WORK INSTRUCTION
All lines after the one containing "use super::*;", together with that line itself, should be written out exactly, down to the last line of the entries below.

[Dataset entries]
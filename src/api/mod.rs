pub mod handlers;
pub mod routes;

use crate::config::AppConfig;
use crate::server::ServerManager;
use anyhow::{Context, Result};
use axum::Router;
use handlers::ApiState;
use tower_http::{cors::CorsLayer, trace::TraceLayer};
use tracing::{error, info, warn};

/// Start every configured server, then serve the gateway until Ctrl+C or
/// SIGTERM. Servers are shut down after the listener drains.
pub async fn start_server(config: AppConfig) -> Result<()> {
    let addr = format!("{}:{}", config.http.host, config.http.port);

    let manager = ServerManager::with_process_factory(config.mcp.clone());
    let report = manager.start(config.servers.clone()).await?;
    for failure in &report.failed {
        warn!(
            "Server {} is degraded ({}): {}",
            failure.server, failure.kind, failure.error
        );
    }
    for conflict in &report.conflicts {
        warn!("Tool conflict: {}", conflict.describe());
    }

    let app = build_router(ApiState {
        manager: manager.clone(),
    });

    let listener = tokio::net::TcpListener::bind(&addr)
        .await
        .with_context(|| format!("Failed to bind {}", addr))?;

    info!("HTTP server listening on {}", addr);
    info!("Health check: http://{}/health", addr);
    info!("Server list: http://{}/servers", addr);
    info!("Tool catalog: http://{}/tools", addr);

    let served = axum::serve(listener, app)
        .with_graceful_shutdown(shutdown_signal())
        .await;

    manager.shutdown().await;
    served?;
    Ok(())
}

pub fn build_router(state: ApiState) -> Router {
    Router::new()
        .merge(routes::health_routes())
        .merge(routes::management_routes())
        .merge(routes::tool_routes())
        .layer(CorsLayer::permissive())
        .layer(TraceLayer::new_for_http())
        .with_state(state)
}

async fn shutdown_signal() {
    let ctrl_c = async {
        if let Err(e) = tokio::signal::ctrl_c().await {
            error!("Failed to install Ctrl+C handler: {}", e);
            std::future::pending::<()>().await;
        }
    };

    #[cfg(unix)]
    let terminate = async {
        match tokio::signal::unix::signal(tokio::signal::unix::SignalKind::terminate()) {
            Ok(mut signal) => {
                signal.recv().await;
            }
            Err(e) => {
                error!("Failed to install SIGTERM handler: {}", e);
                std::future::pending::<()>().await;
            }
        }
    };

    #[cfg(not(unix))]
    let terminate = std::future::pending::<()>();

    tokio::select! {
        _ = ctrl_c => {
            info!("Received Ctrl+C signal, shutting down...");
        },
        _ = terminate => {
            info!("Received SIGTERM signal, shutting down...");
        },
    }
}
//! Connection and routing layer for Model Context Protocol servers.
//!
//! A [`ServerManager`] launches or dials one [`McpClient`] per configured
//! server, runs the MCP handshake and tool discovery on each, and merges
//! their tools into a single catalog addressed as `server.tool`.

pub mod api;
pub mod config;
pub mod error;
pub mod mcp;
pub mod routing;
pub mod server;
pub mod transport;

pub use error::{Result, SwitchboardError};
pub use mcp::{ConnectionState, McpClient, QualifiedToolName, ToolCallResponse, ToolDescriptor};
pub use routing::Catalog;
pub use server::{ServerManager, StartupReport, ToolHost};
use super::schema::{Schema, ValidationResult};
use serde::{Serialize, Serializer};
use serde_json::Value;
use std::fmt;
use std::sync::Arc;

/// A tool advertised by one server, as of one discovery
#[derive(Debug, Clone, PartialEq, Serialize)]
pub struct ToolDescriptor {
    pub server: String,
    pub name: String,
    #[serde(skip_serializing_if = "Option::is_none")]
    pub description: Option<String>,
    pub input_schema: Value,
    #[serde(skip)]
    compiled: Arc<Schema>,
}

impl ToolDescriptor {
    pub fn new(
        server: impl Into<String>,
        name: impl Into<String>,
        description: Option<String>,
        input_schema: Value,
    ) -> Self {
        let compiled = Arc::new(Schema::compile(&input_schema));
        Self {
            server: server.into(),
            name: name.into(),
            description,
            input_schema,
            compiled,
        }
    }

    pub fn qualified_name(&self) -> QualifiedToolName {
        QualifiedToolName::new(&self.server, &self.name)
    }

    /// Check call arguments against the tool's input schema
    pub fn validate(&self, arguments: &Value) -> ValidationResult {
        self.compiled.validate(arguments)
    }
}

/// `server.tool`, the address callers use after aggregation
#[derive(Debug, Clone, PartialEq, Eq, Hash, PartialOrd, Ord)]
pub struct QualifiedToolName {
    pub server: String,
    pub tool: String,
}

impl QualifiedToolName {
    pub const SEPARATOR: char = '.';

    pub fn new(server: impl Into<String>, tool: impl Into<String>) -> Self {
        Self {
            server: server.into(),
            tool: tool.into(),
        }
    }

    /// Split on the first separator. Server names never contain one, tool
    /// names may.
    pub fn parse(qualified: &str) -> Option<Self> {
        let (server, tool) = qualified.split_once(Self::SEPARATOR)?;
        if server.is_empty() || tool.is_empty() {
            return None;
        }
        Some(Self::new(server, tool))
    }
}

impl fmt::Display for QualifiedToolName {
    fn fmt(&self, f: &mut fmt::Formatter<'_>) -> fmt::Result {
        write!(f, "{}{}{}", self.server, Self::SEPARATOR, self.tool)
    }
}

impl Serialize for QualifiedToolName {
    fn serialize<S: Serializer>(&self, serializer: S) -> Result<S::Ok, S::Error> {
        serializer.collect_str(self)
    }
}

#[cfg(test)]
mod tests {
    use super::*;
    use serde_json::json;

    #[test]
    fn test_qualified_name_round_trip() {
        let name = QualifiedToolName::parse("files.read.file").unwrap();
        assert_eq!(name.server, "files");
        assert_eq!(name.tool, "read.file");
        assert_eq!(name.to_string(), "files.read.file");
        assert_eq!(serde_json::to_value(&name).unwrap(), json!("files.read.file"));
    }

    #[test]
    fn test_qualified_name_rejects_incomplete_input() {
        assert!(QualifiedToolName::parse("search").is_none());
        assert!(QualifiedToolName::parse(".search").is_none());
        assert!(QualifiedToolName::parse("srv.").is_none());
    }

    #[test]
    fn test_descriptor_serializes_without_compiled_schema() {
        let tool = ToolDescriptor::new(
            "srv",
            "search",
            Some("Search things".to_string()),
            json!({"type": "object", "properties": {"query": {"type": "string"}}}),
        );
        let json = serde_json::to_value(&tool).unwrap();
        assert_eq!(json["server"], "srv");
        assert_eq!(json["name"], "search");
        assert!(json.get("compiled").is_none());
        assert!(tool.validate(&json!({"query": "x"})).is_valid());
    }
}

EXERCISE RESPONSE
    use super::*;
    use serde_json::json;

    #[test]
    fn test_qualified_name_round_trip() {
        let name = QualifiedToolName::parse("files.read.file").unwrap();
        assert_eq!(name.server, "files");
        assert_eq!(name.tool, "read.file");
        assert_eq!(name.to_string(), "files.read.file");
        assert_eq!(serde_json::to_value(&name).unwrap(), json!("files.read.file"));
    }

    #[test]
    fn test_qualified_name_rejects_incomplete_input() {
        assert!(QualifiedToolName::parse("search").is_none());
        assert!(QualifiedToolName::parse(".search").is_none());
        assert!(QualifiedToolName::parse("srv.").is_none());
    }

    #[test]
    fn test_descriptor_serializes_without_compiled_schema() {
        let tool = ToolDescriptor::new(
            "srv",
            "search",
            Some("Search things".to_string()),
            json!({"type": "object", "properties": {"query": {"type": "string"}}}),
        );
        let json = serde_json::to_value(&tool).unwrap();
        assert_eq!(json["server"], "srv");
        assert_eq!(json["name"], "search");
        assert!(json.get("compiled").is_none());
        assert!(tool.validate(&json!({"query": "x"})).is_valid());
    }
}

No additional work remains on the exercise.